The entirety of the seventh season of Game Of Thrones has felt like a sprint. Storylines were dropped without warning, entire kingdoms have been left to languish, and characters teleport from side of the continent to the other. All in the mad dash to finish off the show with the outline HBO was given by George R.R. Martin. But considering how much Martin’s work tends to change from inception to final product, and based on how this season of the series has played out, the showrunners were given a bare bones sketch. One they, quite frankly, aren’t adept enough to flesh out without Martin’s writing as scaffolding.
WARNING: SPOILERS FOR GAME OF THRONES BEYOND THIS POINT.
But nothing so far has topped the absolutely absurdity of “Beyond the Wall.” Usually the penultimate episodes of Game of Thrones are where the most climatic moments happen. While this remained accurate, the storytelling was so sloppy that it dulled the effects. A dragon dying should be a big deal, not an annoying fly in the ointment of audiences trying to figure out how Dany managed to get to The Wall in time to save her nephew/boyfriend.
This episode was an affront to geographical distances in a way that would be comical if the series hadn’t set itself up as a serious political drama for six seasons. Before we go any further take a look at this map. I’ve circled the approximate location of Jon’s suicide squad and Dragonstone, where Dany’s seat of power is.

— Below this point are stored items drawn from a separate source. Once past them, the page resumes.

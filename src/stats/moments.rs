use serde::{Deserialize, Serialize};

use crate::stats::pooling_rule::PoolingRule;

/// Below this many samples a spread estimate is reported as zero.
pub const MIN_COUNT_FOR_STD: f64 = 3.0;

/// Per-bin pooled statistics.
///
/// `count` is kept in `f64` so that every collective exchanges doubles only. `m2` is the
/// sum of squared deviations from `mean`; it is what the exact rule pools, while `std` is
/// the reported value after the low-count convention has been applied.
#[derive(Debug, Copy, Clone, PartialEq, Serialize, Deserialize, Default)]
pub struct Moments {
    count: f64,
    mean: f64,
    std: f64,
    m2: f64,
}

impl Moments {
    /// The empty bin: no samples, mean 0, std 0.
    #[inline]
    pub fn empty() -> Self {
        Self::default()
    }

    /// Build from a reported `(mean, std, count)` triple.
    ///
    /// The triple is taken as given (a caller may hand in a spread for two samples); the
    /// conventions apply to everything pooled from it. The spread is estimated as
    /// `count·std²`, which is exact for population stds.
    pub fn from_triple(mean: f64, std: f64, count: f64) -> Self {
        debug_assert!(count >= 0.0, "negative sample count");
        if count <= 0.0 {
            return Self::empty();
        }
        Moments {
            count,
            mean,
            std,
            m2: count * std * std,
        }
    }

    /// Build from exact accumulators: sample count, mean, and sum of squared deviations.
    #[inline]
    pub(crate) fn from_m2(count: f64, mean: f64, m2: f64) -> Self {
        let std = if count > 0.0 { (m2 / count).sqrt() } else { 0.0 };
        Self::settle(count, mean, m2, std)
    }

    /// Reassemble a state previously split into columns by a `Summary`.
    #[inline]
    pub(crate) fn from_stored(count: f64, mean: f64, std: f64, m2: f64) -> Self {
        Moments {
            count,
            mean,
            std,
            m2,
        }
    }

    /// Apply the empty/low-count conventions to a raw state.
    fn settle(count: f64, mean: f64, m2: f64, std: f64) -> Self {
        if count <= 0.0 {
            return Self::empty();
        }
        let std = if count < MIN_COUNT_FOR_STD { 0.0 } else { std };
        Moments {
            count,
            mean,
            std,
            m2: m2.max(0.0),
        }
    }

    #[inline]
    pub fn count(&self) -> f64 {
        self.count
    }
    #[inline]
    pub fn mean(&self) -> f64 {
        self.mean
    }
    #[inline]
    pub fn std(&self) -> f64 {
        self.std
    }
    /// Sum of squared deviations from the mean carried alongside the reported std.
    #[inline]
    pub fn m2(&self) -> f64 {
        self.m2
    }
    /// ∑y of the represented samples.
    #[inline]
    pub fn sum(&self) -> f64 {
        self.count * self.mean
    }
    #[inline]
    pub fn is_empty(&self) -> bool {
        self.count <= 0.0
    }

    /// Pool `other` into `self` under `rule`.
    pub fn combine(self, other: Moments, rule: PoolingRule) -> Moments {
        if other.is_empty() {
            return self;
        }
        if self.is_empty() {
            return other;
        }
        let n = self.count + other.count;
        let mean = (self.count * self.mean + other.count * other.mean) / n;
        match rule {
            PoolingRule::Exact => {
                let delta = other.mean - self.mean;
                let m2 = self.m2 + other.m2 + delta * delta * self.count * other.count / n;
                Moments::from_m2(n, mean, m2)
            }
            PoolingRule::WithinGroup => {
                let var_n = bessel_term(self) + bessel_term(other);
                let std = if n >= MIN_COUNT_FOR_STD {
                    (var_n / (n - 2.0)).sqrt()
                } else {
                    0.0
                };
                Moments::settle(n, mean, n * std * std, std)
            }
        }
    }
}

/// `(n − 1)·std²`, with no contribution from fewer than two samples.
#[inline]
fn bessel_term(m: Moments) -> f64 {
    if m.count < 2.0 {
        0.0
    } else {
        (m.count - 1.0) * m.std * m.std
    }
}

/// Scalar entry point of the combiner.
#[inline]
pub fn combine_scalar(pool: Moments, new: Moments, rule: PoolingRule) -> Moments {
    pool.combine(new, rule)
}

#[cfg(test)]
mod tests {
    use super::*;
    use crate::stats::binning::moments_of;
    use crate::stats::test_helpers::{assert_exact, assert_rel_close, direct_stats, split_even};

    #[test]
    fn within_group_divides_by_n_minus_two() {
        let a = Moments::from_triple(3.0, 1.0, 2.0);
        let b = Moments::from_triple(7.0, 1.0, 2.0);
        let c = combine_scalar(a, b, PoolingRule::WithinGroup);
        assert_exact("count", 4.0, c.count());
        assert_exact("mean", 5.0, c.mean());
        assert_exact("std", 1.0, c.std());
    }

    #[test]
    fn exact_adds_between_group_shift() {
        let a = Moments::from_triple(3.0, 1.0, 2.0);
        let b = Moments::from_triple(7.0, 1.0, 2.0);
        let c = combine_scalar(a, b, PoolingRule::Exact);
        assert_exact("mean", 5.0, c.mean());
        // population variance of [2, 4, 6, 8] is 5
        assert_rel_close("std", 5.0_f64.sqrt(), c.std(), 1e-12);
    }

    #[test]
    fn exact_fold_over_groups_equals_direct_stats() {
        let values: Vec<f64> = (0..23).map(|i| ((i * 37) % 19) as f64 * 0.5 - 3.0).collect();
        let (mean, std, count) = direct_stats(&values);
        let pooled = split_even(&values, 4)
            .iter()
            .map(|g| moments_of(g))
            .fold(Moments::empty(), |acc, m| acc.combine(m, PoolingRule::Exact));
        assert_exact("count", count, pooled.count());
        assert_rel_close("mean", mean, pooled.mean(), 1e-12);
        assert_rel_close("std", std, pooled.std(), 1e-12);
    }

    #[test]
    fn empty_side_is_a_no_op_for_both_rules() {
        let a = Moments::from_triple(2.5, 0.75, 10.0);
        for rule in [PoolingRule::Exact, PoolingRule::WithinGroup] {
            assert_eq!(a.combine(Moments::empty(), rule), a);
            assert_eq!(Moments::empty().combine(a, rule), a);
            assert_eq!(
                Moments::empty().combine(Moments::empty(), rule),
                Moments::empty()
            );
        }
    }

    #[test]
    fn pooled_pairs_still_report_zero_std() {
        let a = Moments::from_triple(1.0, 0.5, 1.0);
        let b = Moments::from_triple(2.0, 0.5, 1.0);
        for rule in [PoolingRule::Exact, PoolingRule::WithinGroup] {
            assert_exact("std", 0.0, a.combine(b, rule).std());
        }
    }

    #[test]
    fn fewer_than_three_samples_report_zero_std() {
        let one = Moments::from_triple(1.0, 0.0, 1.0);
        let other = Moments::from_triple(100.0, 0.0, 1.0);
        let two = one.combine(other, PoolingRule::Exact);
        assert_exact("count", 2.0, two.count());
        assert_exact("std", 0.0, two.std());
        // the spread is still tracked for later pooling
        assert!(two.m2() > 0.0);
    }
}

That is a serious amount of distance. In fact, traveling from beyond the Wall to Dragonstone would be about the same distance as going from the top of Washington state to the bottom of California. That’s about 1500 miles. How do I know? Because ASOIAF fans are meticulous. Using distances mentioned in the books, they came up with this map:
A homing pigeon can travel about 50mph, but they are significantly smaller in size than a raven (less than a pound vs upwards of 4.5 lbs). Even saying ravens can travel 40mph, that’s still over 37 hours from Eastwatch to Dragonstone, assuming the raven never stops to eat, sleep, or just do bird stuff. So let’s just put it at an even two days, best case scenario. And that doesn’t include Gendry’s land speed record sprint back to the Wall plus however long it took Dany to find winter clothes, and wrangle her dragons. All told, if everything goes as smooth as possible, we’re talking four days from the moment Jon told Gendry to run to the second Drogon starts roasting wights.
The rules are humans can survive three hours without shelter, three days without water, and three weeks without food. Assuming the suicide squad were drinking snow, they’d still have been long dead of exposure before Dany showed up. Then there’s the ice. Setting aside for a moment that the ice in the Lands of Always Winter would be thick as heck, let’s assume for a minute they weren’t. Ice needs to be five inches to safely hold a small snowmobile, or four inches for a human. The ice is obviously thinner than that (somehow), but the suicide squad makes it to temporary safety. How long would it take the water to refreeze? Let’s say the wights need six inches of ice just to be safe. At below-zero degree temperatures, that would take roughly 36-48 hours. Again, the suicide squad would be undead wights before Dany even mounted up.
I know HBO is rushing through to wrap things up with Game of Thrones (for reasons unknown as they have no other AAA title waiting in the wings to take its place), but there’s a difference between speedy and sloppy. After an entire season of sprinting as fast as humanly possible, “Beyond the Wall” is the point where the show trips on its own momentum with a comically slipshod penultimate episode. It’s most likely all downhill from here.